**DATA PROVIDED:**
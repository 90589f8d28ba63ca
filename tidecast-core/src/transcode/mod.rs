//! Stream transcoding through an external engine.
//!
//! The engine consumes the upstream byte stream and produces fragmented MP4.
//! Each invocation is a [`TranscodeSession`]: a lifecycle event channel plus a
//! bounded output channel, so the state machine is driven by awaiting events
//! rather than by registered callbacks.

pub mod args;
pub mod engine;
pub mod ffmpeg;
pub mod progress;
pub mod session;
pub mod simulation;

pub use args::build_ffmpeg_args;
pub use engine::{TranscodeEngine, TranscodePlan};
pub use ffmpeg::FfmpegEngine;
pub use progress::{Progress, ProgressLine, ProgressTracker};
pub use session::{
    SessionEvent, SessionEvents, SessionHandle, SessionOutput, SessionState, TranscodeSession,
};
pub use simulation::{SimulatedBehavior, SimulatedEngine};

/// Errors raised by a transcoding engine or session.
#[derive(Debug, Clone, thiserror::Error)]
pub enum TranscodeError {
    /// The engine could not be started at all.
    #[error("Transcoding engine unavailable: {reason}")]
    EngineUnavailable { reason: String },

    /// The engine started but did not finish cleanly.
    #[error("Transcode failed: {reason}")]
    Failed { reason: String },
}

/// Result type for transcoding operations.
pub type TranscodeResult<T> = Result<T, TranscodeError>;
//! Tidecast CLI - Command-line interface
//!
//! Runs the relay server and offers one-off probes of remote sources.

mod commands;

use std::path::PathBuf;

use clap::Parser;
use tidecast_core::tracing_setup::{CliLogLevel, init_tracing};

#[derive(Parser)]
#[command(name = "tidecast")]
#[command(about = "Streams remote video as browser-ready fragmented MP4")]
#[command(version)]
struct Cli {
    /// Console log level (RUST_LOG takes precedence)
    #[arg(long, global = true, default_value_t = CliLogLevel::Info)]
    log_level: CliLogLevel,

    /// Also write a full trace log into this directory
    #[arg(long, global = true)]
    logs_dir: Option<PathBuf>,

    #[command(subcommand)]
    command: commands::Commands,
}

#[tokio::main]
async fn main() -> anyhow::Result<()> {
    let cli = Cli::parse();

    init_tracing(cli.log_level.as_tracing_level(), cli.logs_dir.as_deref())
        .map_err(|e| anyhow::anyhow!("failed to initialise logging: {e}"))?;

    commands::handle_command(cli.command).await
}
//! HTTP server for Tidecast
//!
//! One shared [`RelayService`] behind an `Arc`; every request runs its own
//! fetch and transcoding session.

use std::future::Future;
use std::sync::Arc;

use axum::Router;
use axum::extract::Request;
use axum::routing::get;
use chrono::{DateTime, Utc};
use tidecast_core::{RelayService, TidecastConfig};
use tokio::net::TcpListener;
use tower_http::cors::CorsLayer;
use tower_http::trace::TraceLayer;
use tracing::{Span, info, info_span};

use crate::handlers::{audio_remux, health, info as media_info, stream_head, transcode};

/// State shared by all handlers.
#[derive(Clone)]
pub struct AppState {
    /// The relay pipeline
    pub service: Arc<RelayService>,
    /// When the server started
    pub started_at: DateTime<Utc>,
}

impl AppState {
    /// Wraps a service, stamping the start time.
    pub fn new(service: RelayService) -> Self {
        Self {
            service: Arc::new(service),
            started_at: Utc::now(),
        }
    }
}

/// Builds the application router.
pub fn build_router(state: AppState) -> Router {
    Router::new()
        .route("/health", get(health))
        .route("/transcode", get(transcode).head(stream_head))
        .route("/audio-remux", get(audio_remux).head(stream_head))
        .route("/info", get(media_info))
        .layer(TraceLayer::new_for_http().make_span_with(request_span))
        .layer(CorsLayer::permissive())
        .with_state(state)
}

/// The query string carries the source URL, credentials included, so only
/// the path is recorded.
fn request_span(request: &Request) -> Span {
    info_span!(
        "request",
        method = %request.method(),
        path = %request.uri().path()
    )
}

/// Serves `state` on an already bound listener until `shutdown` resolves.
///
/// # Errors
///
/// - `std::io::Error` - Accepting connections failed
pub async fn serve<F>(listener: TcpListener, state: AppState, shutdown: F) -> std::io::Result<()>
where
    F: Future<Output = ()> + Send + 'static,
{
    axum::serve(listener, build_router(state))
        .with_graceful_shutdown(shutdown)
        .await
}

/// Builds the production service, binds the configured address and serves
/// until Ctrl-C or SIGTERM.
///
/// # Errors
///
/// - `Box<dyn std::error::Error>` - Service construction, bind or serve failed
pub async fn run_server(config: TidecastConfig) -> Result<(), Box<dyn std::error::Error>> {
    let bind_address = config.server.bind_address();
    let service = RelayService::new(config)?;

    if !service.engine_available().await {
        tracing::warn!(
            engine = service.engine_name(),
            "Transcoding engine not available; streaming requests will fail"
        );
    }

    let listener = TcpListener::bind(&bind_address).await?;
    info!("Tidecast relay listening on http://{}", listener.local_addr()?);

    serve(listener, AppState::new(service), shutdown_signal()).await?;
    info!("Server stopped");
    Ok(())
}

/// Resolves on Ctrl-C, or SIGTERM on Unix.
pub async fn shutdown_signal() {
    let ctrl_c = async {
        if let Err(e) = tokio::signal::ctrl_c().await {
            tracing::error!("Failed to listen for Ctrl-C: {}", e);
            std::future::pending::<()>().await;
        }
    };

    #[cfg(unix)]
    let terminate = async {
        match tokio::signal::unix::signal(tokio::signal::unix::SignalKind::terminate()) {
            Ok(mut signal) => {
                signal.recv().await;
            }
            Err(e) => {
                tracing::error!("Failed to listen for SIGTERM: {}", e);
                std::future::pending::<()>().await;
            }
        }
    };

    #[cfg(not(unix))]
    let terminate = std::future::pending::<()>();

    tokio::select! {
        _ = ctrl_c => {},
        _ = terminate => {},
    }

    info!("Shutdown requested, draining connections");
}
==
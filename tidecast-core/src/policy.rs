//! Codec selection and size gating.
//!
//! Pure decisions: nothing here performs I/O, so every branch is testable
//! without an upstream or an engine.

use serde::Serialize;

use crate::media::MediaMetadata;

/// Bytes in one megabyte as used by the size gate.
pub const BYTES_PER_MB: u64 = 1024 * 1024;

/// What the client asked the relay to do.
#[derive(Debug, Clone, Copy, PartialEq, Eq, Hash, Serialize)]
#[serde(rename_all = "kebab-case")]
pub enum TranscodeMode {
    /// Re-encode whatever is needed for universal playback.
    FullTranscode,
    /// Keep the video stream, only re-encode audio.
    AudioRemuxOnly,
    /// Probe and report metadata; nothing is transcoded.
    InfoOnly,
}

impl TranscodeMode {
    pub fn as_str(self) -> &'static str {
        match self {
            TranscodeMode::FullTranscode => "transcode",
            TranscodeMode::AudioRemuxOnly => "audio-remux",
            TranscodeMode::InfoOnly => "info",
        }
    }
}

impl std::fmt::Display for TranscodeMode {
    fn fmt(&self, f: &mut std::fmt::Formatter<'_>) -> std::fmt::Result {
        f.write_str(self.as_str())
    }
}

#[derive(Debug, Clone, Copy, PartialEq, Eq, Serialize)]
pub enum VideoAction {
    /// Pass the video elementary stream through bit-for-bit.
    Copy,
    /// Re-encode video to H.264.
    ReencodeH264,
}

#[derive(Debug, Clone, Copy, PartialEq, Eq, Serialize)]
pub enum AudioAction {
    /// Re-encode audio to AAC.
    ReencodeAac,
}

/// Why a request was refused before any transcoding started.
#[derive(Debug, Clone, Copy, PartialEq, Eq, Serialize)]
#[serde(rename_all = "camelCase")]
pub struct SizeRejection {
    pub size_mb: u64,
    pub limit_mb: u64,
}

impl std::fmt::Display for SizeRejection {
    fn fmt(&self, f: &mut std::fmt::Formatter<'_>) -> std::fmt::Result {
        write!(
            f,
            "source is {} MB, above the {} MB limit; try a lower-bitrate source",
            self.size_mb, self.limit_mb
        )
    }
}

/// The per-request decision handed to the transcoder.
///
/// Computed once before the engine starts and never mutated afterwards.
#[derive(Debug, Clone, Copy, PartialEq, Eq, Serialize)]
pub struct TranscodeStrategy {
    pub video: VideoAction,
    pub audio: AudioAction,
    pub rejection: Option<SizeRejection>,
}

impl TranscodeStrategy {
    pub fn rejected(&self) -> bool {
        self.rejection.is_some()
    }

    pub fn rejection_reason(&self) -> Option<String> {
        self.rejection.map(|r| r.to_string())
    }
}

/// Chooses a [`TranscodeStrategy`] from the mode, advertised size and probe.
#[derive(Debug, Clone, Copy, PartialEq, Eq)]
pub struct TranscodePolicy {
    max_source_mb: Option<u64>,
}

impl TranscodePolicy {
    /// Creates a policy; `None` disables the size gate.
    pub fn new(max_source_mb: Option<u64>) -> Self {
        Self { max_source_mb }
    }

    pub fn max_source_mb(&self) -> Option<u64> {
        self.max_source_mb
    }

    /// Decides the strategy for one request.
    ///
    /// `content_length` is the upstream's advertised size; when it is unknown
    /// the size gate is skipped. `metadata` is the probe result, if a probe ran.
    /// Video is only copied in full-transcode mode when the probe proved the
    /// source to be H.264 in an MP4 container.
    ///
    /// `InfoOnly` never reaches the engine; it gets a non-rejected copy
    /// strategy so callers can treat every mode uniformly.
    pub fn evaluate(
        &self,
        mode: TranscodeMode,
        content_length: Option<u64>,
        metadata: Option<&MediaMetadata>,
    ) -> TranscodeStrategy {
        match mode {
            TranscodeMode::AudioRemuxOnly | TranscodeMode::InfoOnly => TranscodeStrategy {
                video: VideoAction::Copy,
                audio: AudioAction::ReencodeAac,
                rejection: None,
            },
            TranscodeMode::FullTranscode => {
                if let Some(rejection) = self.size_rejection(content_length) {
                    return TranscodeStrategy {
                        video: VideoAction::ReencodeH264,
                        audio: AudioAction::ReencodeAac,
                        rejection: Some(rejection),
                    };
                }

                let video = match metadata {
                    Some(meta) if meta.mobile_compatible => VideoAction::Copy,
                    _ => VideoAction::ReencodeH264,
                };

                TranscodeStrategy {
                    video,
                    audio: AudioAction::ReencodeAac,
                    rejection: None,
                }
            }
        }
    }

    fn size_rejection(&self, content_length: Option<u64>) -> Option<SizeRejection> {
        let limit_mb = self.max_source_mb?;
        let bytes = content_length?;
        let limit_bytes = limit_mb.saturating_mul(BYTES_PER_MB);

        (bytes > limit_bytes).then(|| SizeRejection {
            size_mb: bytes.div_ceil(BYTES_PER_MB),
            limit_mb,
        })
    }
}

**DIRECTIONS FOR THIS TASK:**
Everything above from the line with "async fn main()" to the line with "use axum::Router;", both included, must be repeated exactly, and nothing outside that range.

**RESPONSE AREA:**
async fn main() -> anyhow::Result<()> {
    let cli = Cli::parse();

    init_tracing(cli.log_level.as_tracing_level(), cli.logs_dir.as_deref())
        .map_err(|e| anyhow::anyhow!("failed to initialise logging: {e}"))?;

    commands::handle_command(cli.command).await
}
//! HTTP server for Tidecast
//!
//! One shared [`RelayService`] behind an `Arc`; every request runs its own
//! fetch and transcoding session.

use std::future::Future;
use std::sync::Arc;

use axum::Router;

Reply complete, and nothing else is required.